Background: Perfluorooctanoic acid (PFOA) is a poly- and perfluoroalkyl substance (PFAS) associated with adverse pregnancy outcomes in mice and humans, but little is known regarding one of its replacements, hexafluoropropylene oxide dimer acid (HFPO-DA, referred to here as GenX), both of which have been reported as contaminants in drinking water. Objectives: We compared the toxicity of PFOA and GenX in pregnant mice and their developing embryo-placenta units, with a specific focus on the placenta as a hypothesized target. Methods: Pregnant CD-1 mice were exposed daily to PFOA (0, 1, or 5 mg/kg) or GenX (0, 2, or 10 mg/kg) via oral gavage from embryonic day (E) 1.5 to 11.5 or 17.5 to evaluate exposure effects on the dam and embryo-placenta unit. Gestational weight gain (GWG), maternal clinical chemistry, maternal liver histopathology, placental histopathology, embryo weight, placental weight, internal chemical dosimetry, and placental thyroid hormone levels were determined. Results: Exposure to GenX or PFOA resulted in increased GWG, with increase in weight most prominent and of shortest latency with 10 mg/kg/d GenX exposure. Embryo weight was significantly lower after exposure to 5 mg/kg/d PFOA (9.4% decrease relative to controls). Effect sizes were similar for higher doses (5 mg/kg/d PFOA and 10 mg/kg/d GenX) and lower doses (1 mg/kg/d PFOA and 2 mg/kg/d GenX), including higher maternal liver weights, changes in liver histopathology, higher placental weights and embryo-placenta weight ratios, and greater incidence of placental abnormalities relative to controls.

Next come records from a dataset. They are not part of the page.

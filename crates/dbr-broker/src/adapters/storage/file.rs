//! # File Namespace Store
//!
//! Persistent namespaces as one snapshot file each under the data directory.
//!
//! ## Snapshot layout
//!
//! `<name>.dbr` holds a bincode `SnapshotEnvelope`: the format version, a
//! CRC32 over the namespace name and payload, and the bincode-encoded
//! `Namespace`. Saves go to `<name>.tmp` first and are renamed into
//! place, so a crash leaves either the old or the new snapshot.

use crate::adapters::infra::Crc32SnapshotChecksum;
use crate::adapters::lock::DirectoryLock;
use crate::adapters::serializer::BincodeSnapshotSerializer;
use crate::domain::errors::{SerializationError, StoreError};
use crate::domain::namespace::Namespace;
use crate::ports::outbound::{ChecksumProvider, NamespaceStore, SnapshotSerializer};
use serde::{Deserialize, Serialize};
use std::io::Write;
use std::path::{Path, PathBuf};
use tracing::{debug, info};

/// Current on-disk envelope version.
const SNAPSHOT_FORMAT: u16 = 1;
const SNAPSHOT_EXTENSION: &str = "dbr";

/// On-disk wrapper: the encoded namespace plus its checksum.
#[derive(Debug, Serialize, Deserialize)]
struct SnapshotEnvelope {
    format: u16,
    checksum: u32,
    payload: Vec<u8>,
}

/// File-backed namespace store.
///
/// Each namespace lives in `<dir>/<name>.dbr`, rewritten atomically (temp
/// file + rename) on every save. The directory is locked for the lifetime of
/// the store so two processes never write the same snapshots.
#[derive(Debug)]
pub struct FileNamespaceStore<CS = Crc32SnapshotChecksum, SZ = BincodeSnapshotSerializer> {
    dir: PathBuf,
    checksum: CS,
    serializer: SZ,
    _lock: DirectoryLock,
}

impl FileNamespaceStore {
    /// Open (creating if needed) a store rooted at `dir`.
    pub fn open(dir: impl AsRef<Path>) -> Result<Self, StoreError> {
        Self::with_providers(dir, Crc32SnapshotChecksum, BincodeSnapshotSerializer)
    }
}

impl<CS, SZ> FileNamespaceStore<CS, SZ>
where
    CS: ChecksumProvider,
    SZ: SnapshotSerializer,
{
    /// Open a store with explicit checksum and serializer implementations.
    pub fn with_providers(
        dir: impl AsRef<Path>,
        checksum: CS,
        serializer: SZ,
    ) -> Result<Self, StoreError> {
        let dir = dir.as_ref().to_path_buf();
        std::fs::create_dir_all(&dir).map_err(|e| StoreError::io(&dir, e))?;
        let lock = DirectoryLock::acquire(&dir)?;

        info!("[dbr] Opened snapshot store at {}", dir.display());

        Ok(Self {
            dir,
            checksum,
            serializer,
            _lock: lock,
        })
    }

    /// Root directory of this store.
    pub fn dir(&self) -> &Path {
        &self.dir
    }

    fn path_for(&self, name: &str) -> PathBuf {
        self.dir.join(format!("{}.{}", name, SNAPSHOT_EXTENSION))
    }

    fn encode(&self, namespace: &Namespace) -> Result<Vec<u8>, StoreError> {
        let payload = self.serializer.serialize(namespace)?;
        let envelope = SnapshotEnvelope {
            format: SNAPSHOT_FORMAT,
            checksum: self.checksum.snapshot_checksum(namespace.name(), &payload),
            payload,
        };
        bincode::serialize(&envelope).map_err(|e| {
            SerializationError {
                message: e.to_string(),
            }
            .into()
        })
    }

    fn decode(&self, name: &str, bytes: &[u8]) -> Result<Namespace, StoreError> {
        let envelope: SnapshotEnvelope =
            bincode::deserialize(bytes).map_err(|e| SerializationError {
                message: e.to_string(),
            })?;

        if envelope.format != SNAPSHOT_FORMAT {
            return Err(SerializationError {
                message: format!(
                    "unsupported snapshot format {} for '{}'",
                    envelope.format, name
                ),
            }
            .into());
        }

        if !self
            .checksum
            .verify_snapshot(name, &envelope.payload, envelope.checksum)
        {
            return Err(StoreError::Corruption {
                name: name.to_string(),
                expected: envelope.checksum,
                actual: self.checksum.snapshot_checksum(name, &envelope.payload),
            });
        }

        Ok(self.serializer.deserialize(&envelope.payload)?)
    }
}

impl<CS, SZ> NamespaceStore for FileNamespaceStore<CS, SZ>
where
    CS: ChecksumProvider,
    SZ: SnapshotSerializer,
{
    fn load(&self, name: &str) -> Result<Option<Namespace>, StoreError> {
        let path = self.path_for(name);
        let bytes = match std::fs::read(&path) {
            Ok(bytes) => bytes,
            Err(e) if e.kind() == std::io::ErrorKind::NotFound => return Ok(None),
            Err(e) => return Err(StoreError::io(path, e)),
        };

        let namespace = self.decode(name, &bytes)?;
        debug!(
            "[dbr] Loaded '{}' ({} keys, {} bytes)",
            name,
            namespace.key_count(),
            bytes.len()
        );
        Ok(Some(namespace))
    }

    fn save(&self, namespace: &Namespace) -> Result<(), StoreError> {
        let bytes = self.encode(namespace)?;
        let path = self.path_for(namespace.name());
        let temp_path = path.with_extension("tmp");

        let mut file =
            std::fs::File::create(&temp_path).map_err(|e| StoreError::io(&temp_path, e))?;
        file.write_all(&bytes)
            .map_err(|e| StoreError::io(&temp_path, e))?;
        file.sync_all().map_err(|e| StoreError::io(&temp_path, e))?;
        std::fs::rename(&temp_path, &path).map_err(|e| StoreError::io(&path, e))?;

        debug!(
            "[dbr] Saved '{}' ({} bytes)",
            namespace.name(),
            bytes.len()
        );
        Ok(())
    }

    fn remove(&self, name: &str) -> Result<(), StoreError> {
        let path = self.path_for(name);
        match std::fs::remove_file(&path) {
            Ok(()) => Ok(()),
            Err(e) if e.kind() == std::io::ErrorKind::NotFound => Ok(()),
            Err(e) => Err(StoreError::io(path, e)),
        }
    }

    fn contains(&self, name: &str) -> Result<bool, StoreError> {
        Ok(self.path_for(name).is_file())
    }

    fn list(&self) -> Result<Vec<String>, StoreError> {
        let entries = std::fs::read_dir(&self.dir).map_err(|e| StoreError::io(&self.dir, e))?;

        let mut names: Vec<String> = entries
            .filter_map(Result::ok)
            .map(|entry| entry.path())
            .filter(|path| {
                path.extension()
                    .is_some_and(|ext| ext == SNAPSHOT_EXTENSION)
            })
            .filter_map(|path| {
                path.file_stem()
                    .and_then(|stem| stem.to_str())
                    .map(str::to_owned)
            })
            .collect();
        names.sort();
        Ok(names)
    }
}
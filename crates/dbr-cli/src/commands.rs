//! Subcommand implementations.
//!
//! Every command writes its output to the given writer so tests can capture
//! it.

use crate::cli::Command;
use anyhow::{bail, Context, Result};
use dbr_broker::{BrokerConfig, BrokerError, DataBroker, DataBrokerApi, NamespaceHandle};
use dbr_types::{Cursor, ErrorCode, Flags, Group, GroupList, PersistLevel, StateMask};
use std::io::Write;
use tracing::info;

/// Number of keys the demo puts.
const DEMO_KEYS: usize = 10;

/// Put `simple_key_0..9`, iterate the namespace, `get` every key, delete it.
///
/// Individual call failures are ignored like any fire-and-forget script;
/// only the final delete status is reported.
pub fn iterate_demo(broker: &impl DataBrokerApi, name: &str, out: &mut impl Write) -> Result<()> {
    let handle = broker
        .create(name, PersistLevel::VolatileSimple, GroupList::new())
        .with_context(|| format!("creating namespace '{}'", name))?;

    let _ = broker.query(&handle, StateMask::ALL);

    for i in 0..DEMO_KEYS {
        let key = format!("simple_key_{}", i);
        writeln!(out, "Putting key: {}", key)?;
        let _ = broker.put(
            &handle,
            format!("test-value-{}", i).as_bytes(),
            &key,
            Group::EMPTY,
        );
    }

    let (mut key, mut cursor) = broker.iterator(&handle, Cursor::NEW, Group::EMPTY, "")?;
    while !cursor.is_done() {
        if let Some(key) = key.as_deref() {
            let value = broker
                .get(&handle, key, "", Group::EMPTY, Flags::NONE)
                .unwrap_or_default();
            writeln!(
                out,
                "On key {} Get returned: {}",
                key,
                String::from_utf8_lossy(&value)
            )?;
        }
        (key, cursor) = broker.iterator(&handle, cursor, Group::EMPTY, "")?;
    }

    writeln!(out, "Delete Data Broker")?;
    let status = status_of(broker.delete(name));
    writeln!(out, "Exit Status: {}", status.message())?;
    Ok(())
}

fn status_of<T>(result: std::result::Result<T, BrokerError>) -> ErrorCode {
    match result {
        Ok(_) => ErrorCode::Success,
        Err(e) => e.code(),
    }
}

/// Run a single operation against the file store.
pub fn run_store_command(config: BrokerConfig, command: Command, out: &mut impl Write) -> Result<()> {
    let dir = config
        .data_dir
        .clone()
        .context("no data directory: pass --data-dir or set DBR_DATA_DIR")?;
    let broker = DataBroker::open(config)
        .with_context(|| format!("opening data directory {}", dir.display()))?;
    info!("Using data directory {}", dir.display());

    match command {
        Command::IterateDemo { .. } => bail!("iterate-demo does not use a data directory"),

        Command::Create {
            name,
            level,
            groups,
        } => {
            if !level.is_persistent() {
                bail!("level '{}' would not outlive this command", level);
            }
            let groups: GroupList = groups.into_iter().map(Group).collect();
            let handle = broker
                .create(&name, level, groups)
                .with_context(|| format!("creating '{}'", name))?;
            broker.detach(&handle)?;
            writeln!(out, "Created {}", name)?;
        }

        Command::Delete { name } => {
            broker
                .delete(&name)
                .with_context(|| format!("deleting '{}'", name))?;
            writeln!(out, "Deleted {}", name)?;
        }

        Command::Put {
            name,
            key,
            value,
            group,
        } => with_handle(&broker, &name, |handle| {
            broker.put(handle, value.as_bytes(), &key, Group(group))
        })?,

        Command::Get {
            name,
            key,
            group,
            wait,
        } => {
            let value = with_handle(&broker, &name, |handle| {
                broker.get(handle, &key, "", Group(group), wait_flags(wait))
            })
            .with_context(|| format!("get '{}'", key))?;
            out.write_all(&value)?;
            writeln!(out)?;
        }

        Command::Read {
            name,
            key,
            group,
            wait,
        } => {
            let value = with_handle(&broker, &name, |handle| {
                broker.read(handle, &key, "", Group(group), wait_flags(wait))
            })
            .with_context(|| format!("read '{}'", key))?;
            out.write_all(&value)?;
            writeln!(out)?;
        }

        Command::Remove { name, key, group } => with_handle(&broker, &name, |handle| {
            broker.remove(handle, Group(group), &key, "")
        })?,

        Command::Dir {
            name,
            prefix,
            group,
            count,
        } => {
            let keys = with_handle(&broker, &name, |handle| {
                broker.directory(handle, &prefix, Group(group), count)
            })?;
            for key in keys {
                writeln!(out, "{}", key)?;
            }
        }

        Command::Query { name } => {
            let state =
                with_handle(&broker, &name, |handle| broker.query(handle, StateMask::ALL))?;
            writeln!(out, "{}", serde_json::to_string_pretty(&state)?)?;
        }
    }
    Ok(())
}

/// Attach, run `op`, detach. The detach happens even when `op` fails.
fn with_handle<T>(
    broker: &impl DataBrokerApi,
    name: &str,
    op: impl FnOnce(&NamespaceHandle) -> std::result::Result<T, BrokerError>,
) -> Result<T> {
    let handle = broker
        .attach(name)
        .with_context(|| format!("attaching to '{}'", name))?;
    let result = op(&handle);
    broker.detach(&handle)?;
    Ok(result?)
}

fn wait_flags(wait: bool) -> Flags {
    if wait {
        Flags::NONE
    } else {
        Flags::NOWAIT
    }
}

Histopathological features in placentas suggested that PFOA and GenX may exhibit divergent mechanisms of toxicity in the embryo-placenta unit, whereas PFOA- and GenX-exposed livers shared a similar constellation of adverse pathological features. Conclusions: Gestational exposure to GenX recapitulated many documented effects of PFOA in CD-1 mice, regardless of its much shorter reported half-life; however, adverse effects toward the placenta appear to have compound-specific signatures.